The eight hours of recorded discussions between Watson and attorney Bill Boyd were made more than 40 years ago and have surfaced as a part of a bankruptcy case involving Boyd’s now-defunct Texas law firm.
“We are trying to get our hands on a copy of those recordings,” Los Angeles police commander Andrew Smith said on Friday. “We are doing this to be extraordinarily thorough. We think it’s good police work to continue to pay attention to these cases.”
Smith said the recordings were made in 1969 or 1970, following Watson’s arrest for murders carried out at the direction of Charles Manson that were among the 20th century’s most infamous crimes.
However, detectives had no access to the tapes until Watson, now 66 and serving a life prison term in California, waived his attorney-client privilege so that they could be sold to satisfy unpaid legal fees. Boyd died in 2009.
In a letter to a US Department of Justice trustee obtained by local KNBC-TV, Los Angeles Police Chief Charlie Beck requested that the recordings be given to his detectives.

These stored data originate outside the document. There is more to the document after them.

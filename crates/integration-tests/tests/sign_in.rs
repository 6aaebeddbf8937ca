//! Password and one-time code sign-in against a real database.
//!
//! Run with: `cargo test -p tidi-integration-tests -- --ignored`

#![allow(clippy::unwrap_used)]

use chrono::Duration;

use tidi_core::Email;
use tidi_integration_tests::{CapturedCodes, TestContext, unique_suffix};
use tidi_web::db::UserRepository;
use tidi_web::services::auth::{MAX_CODE_ATTEMPTS, hash_secret};
use tidi_web::services::{AuthError, AuthService};

#[tokio::test]
#[ignore = "Requires running PostgreSQL"]
async fn test_code_signs_in_exactly_once() {
    let ctx = TestContext::new().await;
    let delivery = CapturedCodes::default();
    let auth = AuthService::new(&ctx.pool, &delivery, Duration::minutes(10));
    let user = ctx.create_user().await;

    auth.request_sign_in_code(user.email.as_str()).await.unwrap();
    let code = delivery.last_for(&user.email).expect("code delivered");
    assert_eq!(code.len(), 6);

    let signed_in = auth
        .sign_in_with_code(user.email.as_str(), &code)
        .await
        .unwrap();
    assert_eq!(signed_in.id, user.id);

    let reused = auth.sign_in_with_code(user.email.as_str(), &code).await;
    assert!(matches!(reused, Err(AuthError::InvalidCode)));
}

#[tokio::test]
#[ignore = "Requires running PostgreSQL"]
async fn test_new_code_retires_previous_one() {
    let ctx = TestContext::new().await;
    let delivery = CapturedCodes::default();
    let auth = AuthService::new(&ctx.pool, &delivery, Duration::minutes(10));
    let user = ctx.create_user().await;

    auth.request_sign_in_code(user.email.as_str()).await.unwrap();
    let first = delivery.last_for(&user.email).unwrap();
    auth.request_sign_in_code(user.email.as_str()).await.unwrap();
    let second = delivery.last_for(&user.email).unwrap();

    if first != second {
        let stale = auth.sign_in_with_code(user.email.as_str(), &first).await;
        assert!(matches!(stale, Err(AuthError::InvalidCode)));
    }
    assert!(auth.sign_in_with_code(user.email.as_str(), &second).await.is_ok());
}

/// A six digit code that is not `code`.
fn wrong_code(code: &str) -> &'static str {
    if code == "000000" { "111111" } else { "000000" }
}

#[tokio::test]
#[ignore = "Requires running PostgreSQL"]
async fn test_code_is_retired_after_too_many_wrong_guesses() {
    let ctx = TestContext::new().await;
    let delivery = CapturedCodes::default();
    let auth = AuthService::new(&ctx.pool, &delivery, Duration::minutes(10));
    let user = ctx.create_user().await;

    auth.request_sign_in_code(user.email.as_str()).await.unwrap();
    let code = delivery.last_for(&user.email).unwrap();

    for _ in 0..MAX_CODE_ATTEMPTS {
        let guess = auth
            .sign_in_with_code(user.email.as_str(), wrong_code(&code))
            .await;
        assert!(matches!(guess, Err(AuthError::InvalidCode)));
    }

    let result = auth.sign_in_with_code(user.email.as_str(), &code).await;
    assert!(matches!(result, Err(AuthError::InvalidCode)));
}

#[tokio::test]
#[ignore = "Requires running PostgreSQL"]
async fn test_code_survives_fewer_wrong_guesses() {
    let ctx = TestContext::new().await;
    let delivery = CapturedCodes::default();
    let auth = AuthService::new(&ctx.pool, &delivery, Duration::minutes(10));
    let user = ctx.create_user().await;

    auth.request_sign_in_code(user.email.as_str()).await.unwrap();
    let code = delivery.last_for(&user.email).unwrap();

    for _ in 1..MAX_CODE_ATTEMPTS {
        let guess = auth
            .sign_in_with_code(user.email.as_str(), wrong_code(&code))
            .await;
        assert!(matches!(guess, Err(AuthError::InvalidCode)));
    }

    let signed_in = auth
        .sign_in_with_code(user.email.as_str(), &code)
        .await
        .unwrap();
    assert_eq!(signed_in.id, user.id);
}

#[tokio::test]
#[ignore = "Requires running PostgreSQL"]
async fn test_expired_code_is_rejected() {
    let ctx = TestContext::new().await;
    let delivery = CapturedCodes::default();
    let auth = AuthService::new(&ctx.pool, &delivery, Duration::minutes(-1));
    let user = ctx.create_user().await;

    auth.request_sign_in_code(user.email.as_str()).await.unwrap();
    let code = delivery.last_for(&user.email).unwrap();

    let result = auth.sign_in_with_code(user.email.as_str(), &code).await;
    assert!(matches!(result, Err(AuthError::InvalidCode)));
}

#[tokio::test]
#[ignore = "Requires running PostgreSQL"]
async fn test_unknown_email_gets_no_code() {
    let ctx = TestContext::new().await;
    let delivery = CapturedCodes::default();
    let auth = AuthService::new(&ctx.pool, &delivery, Duration::minutes(10));

    let email = format!("nobody-{}@example.com", unique_suffix());
    auth.request_sign_in_code(&email).await.unwrap();

    assert!(delivery.last_for(&Email::parse(&email).unwrap()).is_none());
}

#[tokio::test]
#[ignore = "Requires running PostgreSQL"]
async fn test_password_sign_in() {
    let ctx = TestContext::new().await;
    let delivery = CapturedCodes::default();
    let auth = AuthService::new(&ctx.pool, &delivery, Duration::minutes(10));
    let user = ctx.create_user().await;

    UserRepository::new(&ctx.pool)
        .set_password_hash(user.id, &hash_secret("correct horse battery").unwrap())
        .await
        .unwrap();

    let signed_in = auth
        .login_with_password(user.email.as_str(), "correct horse battery")
        .await
        .unwrap();
    assert_eq!(signed_in.id, user.id);

    let wrong = auth.login_with_password(user.email.as_str(), "wrong horse").await;
    assert!(matches!(wrong, Err(AuthError::InvalidCredentials)));

    let malformed = auth.login_with_password("not-an-email", "whatever").await;
    assert!(matches!(malformed, Err(AuthError::InvalidEmail(_))));
}
//! Business logic layer.
//!
//! Services sit between route handlers and repositories: they normalize
//! input, call one or more repositories, log failures with context and hand
//! errors back unchanged.

pub mod auth;
pub mod code_delivery;
pub mod workspaces;

pub use auth::{AuthError, AuthService};
pub use code_delivery::{CodeDelivery, DeliveryError, TracingCodeDelivery};
pub use workspaces::{WorkspaceError, WorkspaceService};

“The LAPD has information that Mr Watson discussed additional unsolved murders committed by followers of Charles Manson,” Beck said in the March 19 letter.
A bankruptcy court hearing has been scheduled for next week in Plano, Texas, to determine if the tapes should be handed over to Los Angeles police investigators.
Manson, an ex-convict, gathered a collection of runaways and outcasts known as the Manson Family amid the hippie culture of the 1960s.
In the summer of 1969 he directed his mostly young, female followers to murder seven people in what prosecutors said was part of a twisted plan to incite a race war.
Among the victims was actress Sharon Tate, the pregnant wife of filmmaker Roman Polanski, who was stabbed 16 times by members of the cult in the early morning hours of Aug. 9, 1969.
Four other people were also stabbed or shot to death in Tate’s home that night by the Manson followers, who scrawled the word “Pig” in blood on the front door before leaving.
The following night, Manson’s group stabbed Leno and Rosemary LaBianca to death, using their blood to write “Rise,” “Death to Pigs” and “Healter Skelter” — a misspelled reference to a Beatles song — on the walls and refrigerator door.
Manson, now 77, is serving a life sentence at Corcoran State Prison in California for those seven slayings and the murder of an acquaintance, Gary Hinman, who was stabbed to death in July 1969. He was denied parole for the 12th time in April.